## Exercise aim:
Every line in the records below that holds the word "changed" is to be copied.

## Provided records:
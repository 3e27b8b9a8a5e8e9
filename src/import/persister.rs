//! Batched persistence of resolved records.
//!
//! Each batch runs in two stages:
//!
//! 1. **Plan** (serial): resolve every record against the existing-lead index
//!    and the processed-phone set, compute merge updates, check whether merged
//!    leads are already in the target campaign and draw assignees. Running this
//!    serially keeps deduplication race-free and round-robin order equal to
//!    file order.
//! 2. **Write** (concurrent): the planned writes run on a `JoinSet`, at most
//!    `workers` at a time. Every record's writes are their own unit of work;
//!    a failure marks that record invalid and nothing else.
//!
//! A batch returns only after all of its writes have finished.

use crate::import::data_structures::{GroupingLink, LeadUpdate, NewLead, ParsedLeadRecord};
use crate::import::distribution::Distributor;
use crate::import::repository::{LeadRepository, RepositoryError};
use crate::import::resolver::{self, ExistingLeadIndex, ProcessedPhoneSet, Resolution};
use crate::import::stats::{ImportResult, RecordOutcome};
use crate::import::tags::TagManager;
use std::sync::Arc;
use tokio::sync::Semaphore;
use tokio::task::JoinSet;

/// Default number of records per batch.
pub const DEFAULT_BATCH_SIZE: usize = 25;

/// A consolidated record with its canonical phone and deduplication key.
#[derive(Debug, Clone, PartialEq, Eq)]
pub struct PendingRecord {
    pub record: ParsedLeadRecord,
    /// Canonical phone, empty when the record has none.
    pub phone: String,
    pub key: String,
}

impl PendingRecord {
    pub fn new(record: ParsedLeadRecord, phone: String) -> Self {
        let key = resolver::dedup_key(&phone, record.email.as_deref());
        Self { record, phone, key }
    }
}

/// Where touched leads are placed for one run.
#[derive(Debug, Clone)]
pub struct RunTarget {
    pub campaign_id: i32,
    pub stage_id: i32,
    pub tag_id: i32,
    /// Label written above notes appended during a merge.
    pub divider_label: String,
}

/// Write work decided during planning.
#[derive(Debug)]
enum PlannedWrite {
    Create {
        lead: NewLead,
        assignee: Option<i32>,
    },
    Merge {
        lead_id: i32,
        update: LeadUpdate,
        /// `Some(assignee)` when the lead still needs a campaign link.
        link: Option<Option<i32>>,
    },
}

/// Shared, read-only state handed to write tasks.
struct WriteContext {
    repository: Arc<dyn LeadRepository>,
    tags: TagManager,
    target: RunTarget,
}

pub struct BatchPersister {
    context: Arc<WriteContext>,
    index: Arc<ExistingLeadIndex>,
    seen: ProcessedPhoneSet,
    distributor: Arc<Distributor>,
    workers: usize,
}

impl BatchPersister {
    pub fn new(
        repository: Arc<dyn LeadRepository>,
        index: Arc<ExistingLeadIndex>,
        distributor: Arc<Distributor>,
        target: RunTarget,
        workers: usize,
    ) -> Self {
        let tags = TagManager::new(Arc::clone(&repository));
        Self {
            context: Arc::new(WriteContext {
                repository,
                tags,
                target,
            }),
            index,
            seen: ProcessedPhoneSet::new(),
            distributor,
            workers: workers.max(1),
        }
    }

    /// Plan and write one batch, returning its counts.
    pub async fn persist_batch(&self, batch: Vec<PendingRecord>) -> ImportResult {
        let mut counts = ImportResult::default();
        let mut planned = Vec::with_capacity(batch.len());

        for pending in batch {
            match self.plan(pending).await {
                Ok(Some(write)) => planned.push(write),
                Ok(None) => counts.record(RecordOutcome::Duplicate),
                Err(err) => {
                    log::warn!("import: campaign link lookup failed: {}", err);
                    counts.record(RecordOutcome::Invalid);
                }
            }
        }

        let semaphore = Arc::new(Semaphore::new(self.workers));
        let mut tasks = JoinSet::new();

        for write in planned {
            let context = Arc::clone(&self.context);
            let semaphore = Arc::clone(&semaphore);
            tasks.spawn(async move {
                let Ok(_permit) = semaphore.acquire_owned().await else {
                    return RecordOutcome::Invalid;
                };
                context.apply(write).await
            });
        }

        while let Some(joined) = tasks.join_next().await {
            match joined {
                Ok(outcome) => counts.record(outcome),
                Err(err) => {
                    log::error!("import: write task aborted: {}", err);
                    counts.record(RecordOutcome::Invalid);
                }
            }
        }

        counts
    }

    /// Decide what to write for `pending`; `None` means duplicate.
    async fn plan(&self, pending: PendingRecord) -> Result<Option<PlannedWrite>, RepositoryError> {
        let target = &self.context.target;

        match resolver::resolve(&pending.key, &self.index, &self.seen) {
            Resolution::Skip => Ok(None),
            Resolution::New => {
                let phone = (!pending.phone.is_empty()).then_some(pending.phone);
                Ok(Some(PlannedWrite::Create {
                    lead: NewLead {
                        record: pending.record,
                        phone,
                    },
                    assignee: self.distributor.assign(),
                }))
            }
            Resolution::Merge(existing) => {
                let update =
                    resolver::merge_update(&existing, &pending.record, &target.divider_label);
                let linked = self
                    .context
                    .repository
                    .find_grouping_link(existing.id, target.campaign_id)
                    .await?;

                // Leads already on the board keep their current owner.
                let link = (!linked).then(|| self.distributor.assign());

                Ok(Some(PlannedWrite::Merge {
                    lead_id: existing.id,
                    update,
                    link,
                }))
            }
        }
    }
}

impl WriteContext {
    async fn apply(&self, write: PlannedWrite) -> RecordOutcome {
        match write {
            PlannedWrite::Create { lead, assignee } => {
                let name = lead.record.name.clone();
                match self.create(lead, assignee).await {
                    Ok(()) => RecordOutcome::Imported,
                    Err(err) => {
                        log::warn!("import: failed to create lead '{}': {}", name, err);
                        RecordOutcome::Invalid
                    }
                }
            }
            PlannedWrite::Merge {
                lead_id,
                update,
                link,
            } => {
                let changed = !update.is_empty();
                match self.merge(lead_id, update, link).await {
                    Ok(()) if changed => RecordOutcome::Updated,
                    Ok(()) => RecordOutcome::Duplicate,
                    Err(err) => {
                        log::warn!("import: failed to merge into lead {}: {}", lead_id, err);
                        RecordOutcome::Invalid
                    }
                }
            }
        }
    }

    async fn create(&self, lead: NewLead, assignee: Option<i32>) -> Result<(), RepositoryError> {
        let lead_id = self.repository.insert_lead(&lead).await?;
        self.repository
            .insert_grouping_link(self.link(lead_id, assignee))
            .await?;
        self.tags.link(lead_id, self.target.tag_id).await?;
        Ok(())
    }

    async fn merge(
        &self,
        lead_id: i32,
        update: LeadUpdate,
        link: Option<Option<i32>>,
    ) -> Result<(), RepositoryError> {
        if !update.is_empty() {
            self.repository.update_lead(lead_id, &update).await?;
        }
        if let Some(assignee) = link {
            self.repository
                .insert_grouping_link(self.link(lead_id, assignee))
                .await?;
        }
        self.tags.link(lead_id, self.target.tag_id).await?;
        Ok(())
    }

    fn link(&self, lead_id: i32, assignee_id: Option<i32>) -> GroupingLink {
        GroupingLink {
            campaign_id: self.target.campaign_id,
            lead_id,
            stage_id: self.target.stage_id,
            assignee_id,
        }
    }
}

#[cfg(test)]
mod tests {
    use super::*;
    use crate::import::data_structures::ExistingLead;
    use crate::import::distribution::DistributionMode;
    use crate::test_support::memory::MemoryLeadRepository;

    fn pending(name: &str, phone: &str) -> PendingRecord {
        PendingRecord::new(
            ParsedLeadRecord {
                name: name.into(),
                phone: Some(phone.into()),
                ..Default::default()
            },
            phone.into(),
        )
    }

    fn target(tag_id: i32) -> RunTarget {
        RunTarget {
            campaign_id: 1,
            stage_id: 10,
            tag_id,
            divider_label: "Importação CRM".into(),
        }
    }

    #[tokio::test]
    async fn test_batch_counts_new_and_in_run_duplicates() {
        let repository = Arc::new(MemoryLeadRepository::new());
        let tag_id = repository.get_or_create_tag("t", "#000").await.unwrap();
        let persister = BatchPersister::new(
            repository.clone(),
            Arc::new(ExistingLeadIndex::default()),
            Arc::new(Distributor::new(DistributionMode::Unassigned)),
            target(tag_id),
            4,
        );

        let counts = persister
            .persist_batch(vec![
                pending("Ana", "5511988887777"),
                pending("Ana B", "5511988887777"),
                pending("Bia", "5511977776666"),
            ])
            .await;

        assert_eq!(counts.imported, 2);
        assert_eq!(counts.duplicates, 1);
        assert_eq!(repository.lead_count(), 2);
        assert_eq!(repository.campaign_link_count(1), 2);
    }

    #[tokio::test]
    async fn test_merge_keeps_owner_when_already_linked() {
        let repository = Arc::new(MemoryLeadRepository::new());
        let lead_id = repository.seed_lead(ExistingLead {
            name: "Ana".into(),
            phone: "5511988887777".into(),
            ..Default::default()
        });
        repository
            .insert_grouping_link(GroupingLink {
                campaign_id: 1,
                lead_id,
                stage_id: 10,
                assignee_id: Some(99),
            })
            .await
            .unwrap();
        let tag_id = repository.get_or_create_tag("t", "#000").await.unwrap();

        let index = ExistingLeadIndex::from_leads(
            repository
                .find_leads_by_phones(&["5511988887777".to_string()])
                .await
                .unwrap(),
        );
        let distributor = Arc::new(Distributor::new(DistributionMode::RoundRobin(vec![1, 2])));
        let persister = BatchPersister::new(
            repository.clone(),
            Arc::new(index),
            Arc::clone(&distributor),
            target(tag_id),
            2,
        );

        let mut record = pending("Ana", "5511988887777");
        record.record.company = Some("ACME".into());
        let counts = persister.persist_batch(vec![record]).await;

        assert_eq!(counts.updated, 1);
        assert_eq!(repository.assignee_of(1, lead_id), Some(Some(99)));
        assert_eq!(distributor.tally().unwrap().values().sum::<usize>(), 0);
        assert_eq!(repository.tag_links_for(lead_id), vec![tag_id]);
    }

    #[tokio::test]
    async fn test_failed_write_counts_invalid() {
        let repository = Arc::new(MemoryLeadRepository::new());
        repository.fail_inserts_for("Quebrado");
        let tag_id = repository.get_or_create_tag("t", "#000").await.unwrap();
        let persister = BatchPersister::new(
            repository.clone(),
            Arc::new(ExistingLeadIndex::default()),
            Arc::new(Distributor::new(DistributionMode::Fixed(5))),
            target(tag_id),
            4,
        );

        let counts = persister
            .persist_batch(vec![
                pending("Quebrado", "5511911112222"),
                pending("Ok", "5511933334444"),
            ])
            .await;

        assert_eq!(counts.invalid, 1);
        assert_eq!(counts.imported, 1);
        assert_eq!(counts.processed(), 2);
    }
}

## The completed task:
                let changed = !update.is_empty();
                    Ok(()) if changed => RecordOutcome::Updated,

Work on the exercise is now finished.